South African filmmaker

Richard Gilbert Varney Stanley is a South African filmmaker, known for his work in the horror genre. He began his career making short films and music videos, and subsequently directed the feature films Hardware (1990) and Dust Devil (1992). He was the original director of The Island of Dr. Moreau (1996), but was fired early into principal photography due to creative differences, an episode recounted in the 2014 documentary Lost Soul: The Doomed Journey of Richard Stanley's Island of Dr. Moreau. In 2019, he returned to feature films after more than twenty years, directing the H. P. Lovecraft adaptation Color Out of Space.

==Career==

===Early career (1983–1987)===
Stanley's first foray into film making began in high school where he joined the Young Filmmaker's Workshop. Here he created his first film, Rites of Passage. Shot on super-8 stock, the 10-minute short film draws comparisons between modern man and primitive man.

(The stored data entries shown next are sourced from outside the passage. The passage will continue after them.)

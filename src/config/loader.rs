//! Configuration Loader - File Loading and Validation
//!
//! Handles loading `config.toml`, validating all parameters,
//! and providing clear error messages for misconfiguration.

use std::collections::HashSet;
use std::path::Path;

use anyhow::{Context, Result};
use tracing::{info, warn};

use super::AppConfig;

/// Load and validate configuration from a TOML file.
///
/// # Errors
/// Returns detailed error if:
/// - File doesn't exist or can't be read
/// - TOML parsing fails
/// - Validation rules are violated
pub fn load_config(path: impl AsRef<Path>) -> Result<AppConfig> {
  let path = path.as_ref();

  let content = std::fs::read_to_string(path)
    .with_context(|| format!("Failed to read config file: {}", path.display()))?;

  let config = parse_config(&content)
    .with_context(|| format!("Invalid configuration in {}", path.display()))?;

  info!(
    feeds = config.feeds.len(),
    rate_limits = config.rate_limits.len(),
    "Configuration loaded successfully"
  );

  Ok(config)
}

/// Parse and validate configuration text.
pub fn parse_config(content: &str) -> Result<AppConfig> {
  let config: AppConfig = toml::from_str(content).context("Failed to parse TOML")?;
  validate_config(&config)?;
  Ok(config)
}

/// Validate cross-section references and every component config.
///
/// Checks for:
/// - At least one feed, unique feed/poller/limiter names
/// - Each feed has a stream or at least one poller
/// - Pollers reference an existing rate limit they can satisfy
/// - A feed's staleness window covers each of its poll intervals
fn validate_config(config: &AppConfig) -> Result<()> {
  anyhow::ensure!(!config.feeds.is_empty(), "At least one feed must be configured");

  let mut limiter_names = HashSet::new();
  for limit in &config.rate_limits {
    anyhow::ensure!(
      limiter_names.insert(limit.name.as_str()),
      "Duplicate rate limit name '{}'",
      limit.name
    );
    crate::usecases::rate_limiter::RateLimiter::new(limit.name.clone(), limit.to_limiter_config())
      .with_context(|| format!("Rate limit '{}'", limit.name))?;
  }

  let mut feed_names = HashSet::new();
  let mut poller_names = HashSet::new();
  for feed in &config.feeds {
    anyhow::ensure!(
      feed_names.insert(feed.name.as_str()),
      "Duplicate feed name '{}'",
      feed.name
    );
    anyhow::ensure!(
      feed.stream.is_some() || !feed.pollers.is_empty(),
      "Feed '{}' has neither a stream nor a poller",
      feed.name
    );
    feed
      .to_hybrid_config()
      .with_context(|| format!("Feed '{}'", feed.name))?;

    if let Some(stream) = &feed.stream {
      anyhow::ensure!(!stream.url.is_empty(), "Feed '{}' has an empty stream url", feed.name);
      stream
        .to_stream_config()
        .with_context(|| format!("Feed '{}' stream", feed.name))?;
      if feed.instruments.is_empty() {
        warn!(feed = %feed.name, "Stream configured without instruments");
      }
    }

    for poller in &feed.pollers {
      anyhow::ensure!(
        poller_names.insert(poller.name.as_str()),
        "Duplicate poller name '{}'",
        poller.name
      );
      poller
        .to_poller_config()
        .with_context(|| format!("Poller '{}'", poller.name))?;

      let limit = config
        .rate_limits
        .iter()
        .find(|l| l.name == poller.limiter)
        .with_context(|| {
          format!(
            "Poller '{}' references unknown rate limit '{}'",
            poller.name, poller.limiter
          )
        })?;
      anyhow::ensure!(
        f64::from(poller.cost) <= limit.capacity,
        "Poller '{}' costs {} tokens but '{}' holds only {}",
        poller.name,
        poller.cost,
        limit.name,
        limit.capacity
      );
      anyhow::ensure!(
        feed.staleness_window_ms >= poller.interval_ms,
        "Feed '{}' staleness window ({}ms) is shorter than poller '{}' interval ({}ms)",
        feed.name,
        feed.staleness_window_ms,
        poller.name,
        poller.interval_ms
      );
    }
  }

  if config.feeds.iter().any(|f| !f.pollers.is_empty()) {
    anyhow::ensure!(!config.api.base_url.is_empty(), "API base URL must not be empty");
  }
  anyhow::ensure!(config.api.max_concurrent > 0, "api.max_concurrent must be positive");

  config
    .supervisor
    .to_supervisor_config()
    .context("Supervisor")?;

  anyhow::ensure!(
    config.metrics.collect_interval_ms > 0,
    "metrics.collect_interval_ms must be positive"
  );

  Ok(())
}
//! Tracing Alert Sink
//!
//! Default `AlertSink`: alerts become structured log events at a level
//! matching their severity, so any log shipper can route them.

use async_trait::async_trait;
use parking_lot::Mutex;
use tracing::{error, info, warn};

use crate::ports::sinks::{AlertSink, Severity};

/// Logs every alert; keeps the most recent one for the health endpoint.
#[derive(Debug, Default)]
pub struct TracingAlertSink {
    last: Mutex<Option<(Severity, String)>>,
}

impl TracingAlertSink {
    pub fn new() -> Self {
        Self::default()
    }

    /// Most recent alert, if any was raised.
    pub fn last_alert(&self) -> Option<(Severity, String)> {
        self.last.lock().clone()
    }
}

#[async_trait]
impl AlertSink for TracingAlertSink {
    async fn notify(&self, severity: Severity, message: &str) {
        match severity {
            Severity::Info => info!(alert = true, %severity, "{message}"),
            Severity::Warning => warn!(alert = true, %severity, "{message}"),
            Severity::Critical => error!(alert = true, %severity, "{message}"),
        }
        *self.last.lock() = Some((severity, message.to_string()));
    }
}

#[cfg(test)]
mod tests {
    use super::*;

    #[tokio::test]
    async fn test_last_alert_tracked() {
        let sink = TracingAlertSink::new();
        assert!(sink.last_alert().is_none());
        sink.notify(Severity::Warning, "stream degraded").await;
        sink.notify(Severity::Critical, "worker stopped").await;
        assert_eq!(
            sink.last_alert(),
            Some((Severity::Critical, "worker stopped".to_string()))
        );
    }
}
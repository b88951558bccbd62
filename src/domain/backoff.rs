//! Backoff Policy - Shared Exponential Delay Schedule
//!
//! One policy object drives both stream reconnects and supervisor
//! restarts: `base * multiplier^attempt`, capped at `max`, with a
//! random jitter band so that many clients do not retry in lockstep.
//!
//! The jitter for attempt `n` is drawn from the band between the
//! nominal delay of `n` and that of `n + 1`, so the jittered schedule
//! stays non-decreasing up to the cap.

use std::time::Duration;

use rand::Rng;
use serde::{Deserialize, Serialize};

use crate::error::{IngestError, IngestResult};

/// Exponential backoff with capped growth and banded jitter.
#[derive(Debug, Clone, Copy, PartialEq, Serialize, Deserialize)]
pub struct BackoffPolicy {
    /// Delay before the first retry.
    base: Duration,
    /// Growth factor per attempt (>= 1.0).
    multiplier: f64,
    /// Upper bound for any delay.
    max: Duration,
    /// Fraction of the gap to the next step used as random spread, in [0, 1].
    jitter: f64,
}

impl BackoffPolicy {
    /// Create a validated policy.
    pub fn new(
        base: Duration,
        multiplier: f64,
        max: Duration,
        jitter: f64,
    ) -> IngestResult<Self> {
        if base.is_zero() {
            return Err(IngestError::config("backoff base delay must be positive"));
        }
        if !multiplier.is_finite() || multiplier < 1.0 {
            return Err(IngestError::config(format!(
                "backoff multiplier must be >= 1.0, got {multiplier}"
            )));
        }
        if max < base {
            return Err(IngestError::config(format!(
                "backoff cap {max:?} is below base delay {base:?}"
            )));
        }
        if !(0.0..=1.0).contains(&jitter) {
            return Err(IngestError::config(format!(
                "backoff jitter must be in [0, 1], got {jitter}"
            )));
        }
        Ok(Self {
            base,
            multiplier,
            max,
            jitter,
        })
    }

    /// Doubling policy without jitter.
    pub fn exponential(base: Duration, max: Duration) -> IngestResult<Self> {
        Self::new(base, 2.0, max, 0.0)
    }

    /// Same policy with a different jitter fraction.
    pub fn with_jitter(self, jitter: f64) -> IngestResult<Self> {
        Self::new(self.base, self.multiplier, self.max, jitter)
    }

    /// Delay before the first retry.
    pub const fn base(&self) -> Duration {
        self.base
    }

    /// Upper bound for any delay.
    pub const fn max(&self) -> Duration {
        self.max
    }

    /// Deterministic delay for `attempt` (0-based): `base * multiplier^attempt`, capped.
    pub fn nominal_delay(&self, attempt: u32) -> Duration {
        let exponent = i32::try_from(attempt).unwrap_or(i32::MAX);
        let factor = self.multiplier.powi(exponent);
        let secs = self.base.as_secs_f64() * factor;
        if !secs.is_finite() || secs >= self.max.as_secs_f64() {
            return self.max;
        }
        self.base.mul_f64(factor)
    }

    /// Jittered delay for `attempt` (0-based).
    pub fn delay(&self, attempt: u32) -> Duration {
        let nominal = self.nominal_delay(attempt);
        if self.jitter == 0.0 {
            return nominal;
        }
        let gap = self.nominal_delay(attempt.saturating_add(1)).saturating_sub(nominal);
        if gap.is_zero() {
            return nominal;
        }
        let spread: f64 = rand::thread_rng().gen_range(0.0..=self.jitter);
        (nominal + gap.mul_f64(spread)).min(self.max)
    }
}

impl Default for BackoffPolicy {
    fn default() -> Self {
        Self {
            base: Duration::from_secs(1),
            multiplier: 2.0,
            max: Duration::from_secs(60),
            jitter: 0.5,
        }
    }
}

The short eventually won Stanley the IAC International Student Film Trophy film award in 1984.

Stanley followed his first success with the ambitious 45-minute 8 mm short Incidents in an Expanding Universe. Set in a future dystopia, the film laid the groundwork for Stanley's cyberpunk feature debut Hardware. It won the IAC Gold Seal Award and was eventually made available on the Severin Films DVD release of Hardware.

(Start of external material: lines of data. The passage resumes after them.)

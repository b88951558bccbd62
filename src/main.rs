//! Feed Ingest - Entry Point
//!
//! Initializes configuration and logging, wires every feed into a
//! supervised hybrid manager, and runs until SIGINT.
//!
//! Wiring sequence:
//! 1. Load config.toml + validate
//! 2. Init tracing (JSON structured logging)
//! 3. Load feed credentials from env vars (FEED_API_KEY, FEED_API_SECRET)
//! 4. Create the REST executor and the named rate limiters
//! 5. Build one HybridDataManager per feed (pollers + optional stream)
//! 6. Register one HybridWorker per feed with the Supervisor
//! 7. Spawn health (/live, /ready, /health) and metrics (/metrics) servers
//! 8. start_all, wait for SIGINT, stop_all in reverse order

#[cfg(not(target_env = "msvc"))]
#[global_allocator]
static GLOBAL: tikv_jemallocator::Jemalloc = tikv_jemallocator::Jemalloc;

use std::collections::HashMap;
use std::sync::Arc;
use std::time::Duration;

use anyhow::{Context, Result};
use tokio::signal;
use tokio_util::sync::CancellationToken;
use tracing::{debug, error, info, warn};

use feed_ingest::adapters::api::{FeedAuth, FeedPollJob, HttpExecutor, HttpExecutorConfig};
use feed_ingest::adapters::feeds::{JsonFrameDecoder, WsConnector};
use feed_ingest::adapters::metrics::{HealthServer, MetricsRegistry, TracingAlertSink};
use feed_ingest::adapters::persistence::JsonlSink;
use feed_ingest::config::{self, AppConfig, FeedConfig};
use feed_ingest::domain::quote::Quote;
use feed_ingest::ports::request_executor::{PollRequest, RequestExecutor};
use feed_ingest::ports::sinks::{AlertSink, PersistenceSink};
use feed_ingest::usecases::{
  HybridDataManager, HybridWorker, Poller, RateLimiter, StreamHandler, Supervisor,
};

/// Shared adapters every feed is built from.
struct Wiring {
  executor: Arc<dyn RequestExecutor>,
  auth: Option<Arc<FeedAuth>>,
  limiters: HashMap<String, Arc<RateLimiter>>,
  persistence: Option<Arc<dyn PersistenceSink>>,
  alerts: Arc<dyn AlertSink>,
}

#[tokio::main]
async fn main() -> Result<()> {
  // ── 1. Load configuration ───────────────────────────────
  let config_path = std::env::args()
    .nth(1)
    .unwrap_or_else(|| "config.toml".to_string());
  let config = config::loader::load_config(&config_path).context("Failed to load configuration")?;

  // ── 2. Initialize structured JSON logging ───────────────
  tracing_subscriber::fmt()
    .with_env_filter(
      tracing_subscriber::EnvFilter::try_from_default_env()
        .unwrap_or_else(|_| tracing_subscriber::EnvFilter::new(&config.app.log_level)),
    )
    .json()
    .init();

  info!(
    name = %config.app.name,
    version = env!("CARGO_PKG_VERSION"),
    feeds = config.feeds.len(),
    "Starting feed ingest"
  );

  // ── 3-4. Credentials, executor, rate limiters ───────────
  let wiring = build_wiring(&config).await?;

  // ── 5-6. Feeds and supervisor ───────────────────────────
  let mut supervisor = Supervisor::new(config.supervisor.to_supervisor_config()?)
    .with_alerts(Arc::clone(&wiring.alerts))?;
  if let Some(persistence) = &wiring.persistence {
    supervisor = supervisor.with_persistence(Arc::clone(persistence))?;
  }

  let mut managers = Vec::with_capacity(config.feeds.len());
  for feed in &config.feeds {
    let manager = Arc::new(
      build_feed(feed, &config, &wiring).with_context(|| format!("Failed to build feed '{}'", feed.name))?,
    );
    let feed_name = feed.name.clone();
    manager.register_callback(Arc::new(move |quote: &Quote| -> anyhow::Result<()> {
      debug!(feed = %feed_name, instrument = %quote.instrument_id, source = %quote.source, "Quote accepted");
      Ok(())
    }));
    supervisor = supervisor.with_worker(Arc::new(HybridWorker::new(
      feed.name.clone(),
      Arc::clone(&manager),
      feed.instruments.clone(),
    )))?;
    managers.push((feed.name.clone(), manager));
  }
  let supervisor = Arc::new(supervisor);

  // ── 7. Health and metrics servers ───────────────────────
  let servers_cancel = CancellationToken::new();
  let mut server_handles = Vec::new();
  if config.metrics.enabled {
    let health = HealthServer::new(
      supervisor.watch_reports(),
      config.metrics.health_bind_address.clone(),
    );
    let cancel = servers_cancel.clone();
    server_handles.push(tokio::spawn(async move {
      if let Err(e) = health.run(cancel).await {
        error!(error = %e, "Health server failed");
      }
    }));

    let metrics = Arc::new(MetricsRegistry::new().context("Failed to create metrics registry")?);
    server_handles.push(Arc::clone(&metrics).spawn_collector(
      managers.clone(),
      wiring.limiters.values().cloned().collect(),
      supervisor.watch_reports(),
      Duration::from_millis(config.metrics.collect_interval_ms),
      servers_cancel.clone(),
    ));
    let bind = config.metrics.bind_address.clone();
    let cancel = servers_cancel.clone();
    server_handles.push(tokio::spawn(async move {
      if let Err(e) = metrics.serve(bind, cancel).await {
        error!(error = %e, "Metrics server failed");
      }
    }));
  }

  // ── 8. Run until SIGINT ─────────────────────────────────
  supervisor.start_all().await.context("Failed to start workers")?;
  info!("All workers started, ingest is running");

  signal::ctrl_c().await.context("Failed to listen for SIGINT")?;
  info!("SIGINT received, initiating graceful shutdown");

  let report = supervisor.stop_all().await;
  for (worker, failure) in &report.failures {
    warn!(%worker, %failure, "Worker did not stop cleanly");
  }

  servers_cancel.cancel();
  for handle in server_handles {
    if tokio::time::timeout(Duration::from_secs(5), handle).await.is_err() {
      warn!("Server task did not finish within 5s");
    }
  }

  info!(stopped = report.stopped.len(), "Shutdown complete");
  report.into_result().context("Shutdown incomplete")
}

async fn build_wiring(config: &AppConfig) -> Result<Wiring> {
  let needs_auth = config.api.authenticated
    || config
      .feeds
      .iter()
      .any(|f| f.stream.as_ref().is_some_and(|s| s.authenticated));
  let auth = if needs_auth {
    Some(Arc::new(
      FeedAuth::from_env().context("Failed to load feed credentials from env")?,
    ))
  } else {
    None
  };

  let executor = HttpExecutor::new(
    if config.api.authenticated { auth.clone() } else { None },
    HttpExecutorConfig {
      base_url: config.api.base_url.clone(),
      timeout: Duration::from_millis(config.api.timeout_ms),
      max_concurrent: config.api.max_concurrent,
    },
  )
  .context("Failed to create HTTP executor")?;

  let mut limiters = HashMap::new();
  for limit in &config.rate_limits {
    let limiter = RateLimiter::new(limit.name.clone(), limit.to_limiter_config())?;
    limiters.insert(limit.name.clone(), Arc::new(limiter));
  }

  let persistence: Option<Arc<dyn PersistenceSink>> = if config.persistence.enabled {
    let sink = JsonlSink::new(&config.persistence.data_dir)
      .await
      .context("Failed to open persistence directory")?;
    Some(Arc::new(sink))
  } else {
    None
  };

  Ok(Wiring {
    executor: Arc::new(executor),
    auth,
    limiters,
    persistence,
    alerts: Arc::new(TracingAlertSink::new()),
  })
}

/// One hybrid manager with its pollers and optional stream.
fn build_feed(feed: &FeedConfig, config: &AppConfig, wiring: &Wiring) -> Result<HybridDataManager> {
  let mut manager = HybridDataManager::new(feed.to_hybrid_config()?, wiring.persistence.clone())
    .with_alerts(Arc::clone(&wiring.alerts));
  let ingress = manager.ingress();

  for section in &feed.pollers {
    let limiter = wiring
      .limiters
      .get(&section.limiter)
      .with_context(|| format!("Unknown rate limit '{}'", section.limiter))?;
    let request = section
      .query
      .iter()
      .fold(PollRequest::get(section.path.clone()), |req, (k, v)| {
        req.with_query(k.clone(), v.clone())
      });
    let job = FeedPollJob::new(
      section.name.clone(),
      section.kind.into(),
      request,
      Arc::clone(&wiring.executor),
      Arc::clone(limiter),
      Arc::clone(&ingress),
    )
    .with_cost(section.cost);
    let poller = Poller::new(Arc::new(job), section.to_poller_config()?);
    manager = manager.with_poller(Arc::new(poller))?;
  }

  if let Some(section) = &feed.stream {
    let auth = if section.authenticated {
      wiring.auth.clone()
    } else {
      None
    };
    let connector = WsConnector::new(section.url.clone(), auth)
      .with_handshake_timeout(Duration::from_secs(section.handshake_timeout_secs));
    let handler = StreamHandler::new(
      format!("{}-stream", feed.name),
      Box::new(connector),
      Arc::new(JsonFrameDecoder),
      Arc::clone(&ingress),
      section.to_stream_config()?,
    )
    .with_alerts(Arc::clone(&wiring.alerts));
    manager = manager.with_stream(Arc::new(handler));
  }

  info!(
    feed = %feed.name,
    pollers = feed.pollers.len(),
    stream = feed.stream.is_some(),
    api = %config.api.base_url,
    "Feed wired"
  );
  Ok(manager)
}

In the mid-1980s, Stanley began work on two more shorts. In a Season of Soft Rains was another futuristic journey, but a majority of the footage has been lost. Dust Devil was his first work on 16 mm. Inspired by a series of unsolved murders in Namibia, this short was unfinished but footage can be viewed on the Subversive Cinema DVD release of the feature Dust Devil.

===Music videos (1987–1990)===
Following the move to London, England, Stanley began working in music videos in 1987. He directed videos for bands including Fields of the Nephilim, Pop Will Eat Itself, and Renegade Soundwave.

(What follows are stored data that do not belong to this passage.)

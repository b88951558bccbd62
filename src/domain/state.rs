//! Component State Types
//!
//! Connection, source-arbitration and service states shared between
//! the stream handler, the hybrid manager and the supervisor, plus the
//! immutable health report handed to observability consumers.

use std::fmt;
use std::time::Duration;

use chrono::{DateTime, Utc};
use serde::{Deserialize, Serialize};

use super::circuit_breaker::CircuitState;
use super::quote::QuoteSource;

/// Lifecycle of one streaming connection.
#[derive(Debug, Clone, Copy, PartialEq, Eq, Hash, Serialize, Deserialize)]
#[serde(rename_all = "SCREAMING_SNAKE_CASE")]
pub enum ConnectionState {
    Disconnected,
    Connecting,
    Connected,
    Authenticated,
    Subscribed,
    Reconnecting,
    Failed,
}

impl ConnectionState {
    /// States in which the handshake sequence is in progress or complete.
    pub const fn is_establishing(self) -> bool {
        matches!(
            self,
            Self::Connecting | Self::Connected | Self::Authenticated | Self::Subscribed
        )
    }

    /// Numeric code exported as a gauge.
    pub const fn code(self) -> i64 {
        match self {
            Self::Disconnected => 0,
            Self::Connecting => 1,
            Self::Connected => 2,
            Self::Authenticated => 3,
            Self::Subscribed => 4,
            Self::Reconnecting => 5,
            Self::Failed => 6,
        }
    }
}

impl fmt::Display for ConnectionState {
    fn fmt(&self, f: &mut fmt::Formatter<'_>) -> fmt::Result {
        fmt::Debug::fmt(self, f)
    }
}

/// Health of the polling path as seen by the hybrid manager.
#[derive(Debug, Clone, Copy, PartialEq, Eq, Serialize, Deserialize)]
#[serde(rename_all = "SCREAMING_SNAKE_CASE")]
pub enum PollHealth {
    /// No poller attached or no cycle completed yet.
    Unknown,
    Healthy,
    Failing,
}

/// Per-instrument source arbitration record.
#[derive(Debug, Clone, PartialEq, Serialize, Deserialize)]
pub struct DataSourceStatus {
    /// Source whose values are currently served.
    pub active_source: QuoteSource,
    /// Stream connection state at the time of the snapshot.
    pub stream_state: ConnectionState,
    /// Poller health at the time of the snapshot.
    pub poll_health: PollHealth,
    /// Last stream -> poll transition.
    pub last_failover_at: Option<DateTime<Utc>>,
    /// Number of stream -> poll transitions.
    pub failover_count: u64,
    /// Receipt time of the last accepted stream quote.
    pub last_stream_update_at: Option<DateTime<Utc>>,
    /// Receipt time of the last poll quote.
    pub last_poll_update_at: Option<DateTime<Utc>>,
}

/// Supervised worker state.
#[derive(Debug, Clone, Copy, PartialEq, Eq, Hash, Serialize, Deserialize)]
#[serde(rename_all = "SCREAMING_SNAKE_CASE")]
pub enum ServiceState {
    Stopped,
    Starting,
    Running,
    Degraded,
    Restarting,
    StoppedFatal,
}

impl ServiceState {
    /// Numeric code exported as a gauge.
    pub const fn code(self) -> i64 {
        match self {
            Self::Stopped => 0,
            Self::Starting => 1,
            Self::Running => 2,
            Self::Degraded => 3,
            Self::Restarting => 4,
            Self::StoppedFatal => 5,
        }
    }
}

impl fmt::Display for ServiceState {
    fn fmt(&self, f: &mut fmt::Formatter<'_>) -> fmt::Result {
        fmt::Debug::fmt(self, f)
    }
}

/// Immutable view of one supervised worker.
#[derive(Debug, Clone, PartialEq, Serialize, Deserialize)]
pub struct WorkerSnapshot {
    pub name: String,
    pub state: ServiceState,
    pub restart_count: u32,
    pub consecutive_restart_failures: u32,
    /// Time since the worker last entered `Running` (zero when not running).
    pub uptime: Duration,
    pub last_health_check_at: Option<DateTime<Utc>>,
    pub circuit_state: CircuitState,
    pub circuit_open_until: Option<DateTime<Utc>>,
}

/// Immutable supervisor report.
#[derive(Debug, Clone, PartialEq, Serialize, Deserialize)]
pub struct HealthReport {
    pub generated_at: DateTime<Utc>,
    pub workers: Vec<WorkerSnapshot>,
}

impl HealthReport {
    /// Every worker is `Running`.
    pub fn all_running(&self) -> bool {
        !self.workers.is_empty()
            && self
                .workers
                .iter()
                .all(|w| w.state == ServiceState::Running)
    }

    /// Look up one worker by name.
    pub fn worker(&self, name: &str) -> Option<&WorkerSnapshot> {
        self.workers.iter().find(|w| w.name == name)
    }
}

#[cfg(test)]
mod tests {
    use super::*;

    fn snapshot(name: &str, state: ServiceState) -> WorkerSnapshot {
        WorkerSnapshot {
            name: name.to_string(),
            state,
            restart_count: 0,
            consecutive_restart_failures: 0,
            uptime: Duration::ZERO,
            last_health_check_at: None,
            circuit_state: CircuitState::Closed,
            circuit_open_until: None,
        }
    }

    #[test]
    fn test_all_running() {
        let report = HealthReport {
            generated_at: Utc::now(),
            workers: vec![
                snapshot("scoreboard", ServiceState::Running),
                snapshot("market", ServiceState::Degraded),
            ],
        };
        assert!(!report.all_running());
        assert_eq!(
            report.worker("market").map(|w| w.state),
            Some(ServiceState::Degraded)
        );
    }

    #[test]
    fn test_empty_report_is_not_ready() {
        let report = HealthReport {
            generated_at: Utc::now(),
            workers: Vec::new(),
        };
        assert!(!report.all_running());
    }

    #[test]
    fn test_connection_state_establishing() {
        assert!(ConnectionState::Authenticated.is_establishing());
        assert!(!ConnectionState::Reconnecting.is_establishing());
        assert!(!ConnectionState::Failed.is_establishing());
    }
}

In the late 1980s Stanley traveled to Afghanistan to document the Soviet–Afghan War. Stanley and his crew witnessed the Soviet Army's withdrawal and the country's slide into the civil war that would bring the Taliban to power. The resulting documentary, Voice of the Moon, is a 30-minute look at the daily lives of the Afghan people trying to survive. Stanley was present at the siege of Jalalabad, and the events surrounding his escape from the country, along with his wounded camera man, Immo Horn, later formed the basis of the screenplay Addicted to Danger, by Sebastian Junger. The documentary is available on the Subversive Cinema DVD release of the feature Dust Devil.

===Mainstream breakthrough (1990–1996)===

Stanley made his feature film directing debut with the post-apocalyptic science fiction film Hardware in 1990. The film included cameos by musicians Iggy Pop, Carl McCoy and Lemmy. Shot for approximately £960,000, it was eventually picked up by the Weinstein brothers and released theatrically in the United States through their early Millimeter Films division.

Stanley returned to his South African roots with the supernatural horror film Dust Devil in 1992. He had intended it to be his first film, having written the screenplay for it when he was 16 years old. The full director's cut was officially released on DVD by Subversive Cinema in September 2006.

In 1994, Stanley directed a 50-minute length video for Marillion's concept album, Brave, which has since been released on DVD. He would later disown the result, claiming the material was re-edited to cover the overall running time without his consent.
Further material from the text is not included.